There are few greater pleasures for the student of urban morphology than being shown around a place by a local inhabitant.

When the person concerned has a background of involvement with planning and development or is the planner responsible for improving the local environment, the insights on offer can be real revelations. However mundane its appearance, the town or neighbourhood's evolution and prospects come alive with such a guide.

Not that a guarantee of positive progress can be issued when it comes to change and development, whatever the standard of explanation. International experts on participation in planning took a town walk around the European zone of Brussels last week. They learnt that the massive office district dominated by the European Commission, Parliament and Council had been the product of national and organisational conflict rather than co-ordinated planning. The planner guiding the group had been defeated in his four-year attempt to replan the zone. The obstacles he faced included not just European rivalries but Belgian property laws heavily weighted in favour of private owners and little provision for reconciling local community opinion.

More encouragingly, the walk was part of a two-day conference organised to close a European study of community engagement in planning led by the Town and Country Planning Association. The Advocacy, Participation and Non-Governmental Organisations in Planning project set out with the aim of developing community participation skills at local and regional levels.

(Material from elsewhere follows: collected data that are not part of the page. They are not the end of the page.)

use anyhow::{Context, Result};
use clap::Parser;
use tracing_subscriber::{layer::SubscriberExt, util::SubscriberInitExt};

mod server;

#[derive(Parser, Debug)]
#[command(author, version, about, long_about = None)]
struct Cli {
    /// Directory containing the webhook configuration files (overrides WEBHOOK_CONFIG_DIR)
    #[arg(long)]
    config_dir: Option<String>,
}

#[tokio::main]
async fn main() -> Result<()> {
    tracing_subscriber::registry()
        .with(tracing_subscriber::EnvFilter::new(
            std::env::var("RUST_LOG").unwrap_or_else(|_| "info".into()),
        ))
        .with(tracing_subscriber::fmt::layer())
        .init();

    let cli = Cli::parse();

    let settings = server::settings::Settings::new(cli.config_dir.as_deref())
        .context("failed to load webhook configuration")?;

    server::run_server(settings).await
}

Its recommendations, predictably perhaps to UK planners, centred on resource provision, media and cultural activity, public authority acceptance of community input, the establishment of statutory rights to participate in planning and the need to take a spectrum of local views into account. The exercise became most challenging as it strove to identify the means by which local communities can contribute at the regional and sub-regional levels.

However, there is a long way to go before anyone cracks the local-into-regional participation conundrum. Generous European colleagues acknowledged what the UK has achieved in enabling involvement in local planning. It is important that, with EU encouragement, the now numerous member states formalise their local participation arrangements.

Deference to authority is fading across the continent. But a fair and effective level of local influence on strategic decision-making, 40 years after the Skeffington report marked the start of official participation in the UK, has yet to be agreed.

Anthony Fyson is a freelance writer on planning issues.